RICK JAMES « Street Songs »
Voici 40 ans dans BEST GBD portait aux nues le funkissime « Street Songs » 5ème LP de Rick James et sans doute à ce jour le meilleur album jamais publié par le natif de Buffalo New York inventeur du fameux « punk-funk ». Aussi surdoué que faible par rapport à la dope, Rick James a hélas gâché tout son talent et sabordé sa carrière par son abus de la cocaïne en free-base, ce crack des riches qui ouvre la boite de Pandore de la folie humaine de l’autodestruction. Quel gâchis !
Ah Rick James et moi… même si on ne s’est jamais officiellement rencontrés, c’est pourtant une longue histoire. Découvert avec ce « Street Songs » aux si nombreux hits, j’avais craqué sur le concept de « punk-funk » qui résumait toute sa philosophie musicale : un pont virtuel entre les prolétaires des ghettos européens, le coté punk et ceux des ghettos américains, le coté funk. Bien entendu, j’avais immédiatement proposé aux représentants locaux de la Motown- qui devait alors avoir quitté Vogue pour une distribution RCA- de rencontrer ce personnage singulier. Hélas trois fois hélas, mister James a planté l’interview pour une excuse à deux balles. « Pas grave », m’avait alors rétorqué Antoine Chouchani, le label manager Motown, ajoutant « Rick James joue en live pour l’émission Rock Palast » tournée dans un stade de la bonne ville d’Essen.
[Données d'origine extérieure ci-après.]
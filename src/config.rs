/*! Label translation configuration.

```json
{
    "datasets": {
        "albadi2018ar_train.csv": {
            "translation": {
                "hate": ["hate"],
                "noHate": ["none"]
            }
        }
    }
}
```

Entries are keyed by output file name, not dataset name.
!*/
use std::{collections::HashMap, fs::File, io::BufReader, path::Path};

use log::debug;
use serde::{Deserialize, Serialize};

use crate::{error::Error, translate::Translation};

/// Default location of the configuration document, relative to the working directory.
pub const DEFAULT_CONFIG_PATH: &str = "config.json";

#[derive(Debug, Clone, Default, PartialEq, Serialize, Deserialize)]
pub struct Config {
    #[serde(default)]
    datasets: HashMap<String, FileConfig>,
}

/// Per-file settings.
#[derive(Debug, Clone, Default, PartialEq, Serialize, Deserialize)]
pub struct FileConfig {
    #[serde(default)]
    translation: Translation,
}

impl FileConfig {
    pub fn new(translation: Translation) -> Self {
        Self { translation }
    }

    pub fn translation(&self) -> &Translation {
        &self.translation
    }
}

impl Config {
    /// Load the configuration at `path`.
    /// A missing file is not an error and yields `None`.
    pub fn from_path(path: &Path) -> Result<Option<Self>, Error> {
        if !path.is_file() {
            debug!("no configuration at {:?}", path);
            return Ok(None);
        }
        let f = BufReader::new(File::open(path)?);
        let config = serde_json::from_reader(f)?;
        Ok(Some(config))
    }

    /// Translation for the output file `file_name`, if configured.
    pub fn translation(&self, file_name: &str) -> Option<&Translation> {
        self.datasets.get(file_name).map(FileConfig::translation)
    }

    pub fn insert(&mut self, file_name: impl Into<String>, file_config: FileConfig) {
        self.datasets.insert(file_name.into(), file_config);
    }
}

#[cfg(test)]
mod tests {
    use super::*;

    #[test]
    fn deserialize() {
        let doc = r#"{
            "datasets": {
                "a.csv": {"translation": {"hate": ["abusive", "severe"]}},
                "b.csv": {}
            }
        }"#;
        let config: Config = serde_json::from_str(doc).unwrap();
        let t = config.translation("a.csv").unwrap();
        assert_eq!(t["hate"], vec!["abusive", "severe"]);
        assert!(config.translation("b.csv").unwrap().is_empty());
        assert!(config.translation("c.csv").is_none());
    }

    #[test]
    fn missing_file() {
        let dir = tempfile::tempdir().unwrap();
        let config = Config::from_path(&dir.path().join("config.json")).unwrap();
        assert!(config.is_none());
    }

    #[test]
    fn invalid_file() {
        let dir = tempfile::tempdir().unwrap();
        let path = dir.path().join("config.json");
        std::fs::write(&path, "{not json").unwrap();
        assert!(matches!(Config::from_path(&path), Err(Error::Serde(_))));
    }

    #[test]
    fn from_path() {
        let dir = tempfile::tempdir().unwrap();
        let path = dir.path().join("config.json");

        let mut config = Config::default();
        let translation = [("x".to_string(), vec!["y".to_string()])].into_iter().collect();
        config.insert("a.csv", FileConfig::new(translation));
        std::fs::write(&path, serde_json::to_string_pretty(&config).unwrap()).unwrap();

        assert_eq!(Config::from_path(&path).unwrap(), Some(config));
    }
}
Et nous voilà Antoine et moi en partance pour l’Allemagne. Arrivée à Essen, on apprend que l’interview prévue ce jour n’aura finalement pas lieu car « Mister James n’a pas aimé la suite qui lui avait été réservée par sa maison de disques en RFA ». Le concert devait avoir lieu le soir même. Le toujours optimiste Antoine me promet une interview pour le lendemain matin. Seul élément positif à ce désastre annoncé, Rick James ne sèche pas le show et assure une jolie performance épaulé par son funky Stone City Band. Presque un groupe de rock mis pas tout à fait, presque un groupe de funk mais beaucoup plus, sur scène l’alchimie Rick James tient toutes ses promesses. Mais le lendemain matin, la Motown star revient à ses fondamentaux : le plantage systématique de ses rendez-vous avec les journalistes. J’attends en vain un bon paquet d’heures un Rick James qui ne viendra jamais et qui – on l’apprendra ensuite- était déjà à l’aéroport lorsqu’Antoine et moi faisions encore le pied de grue à l’hotel.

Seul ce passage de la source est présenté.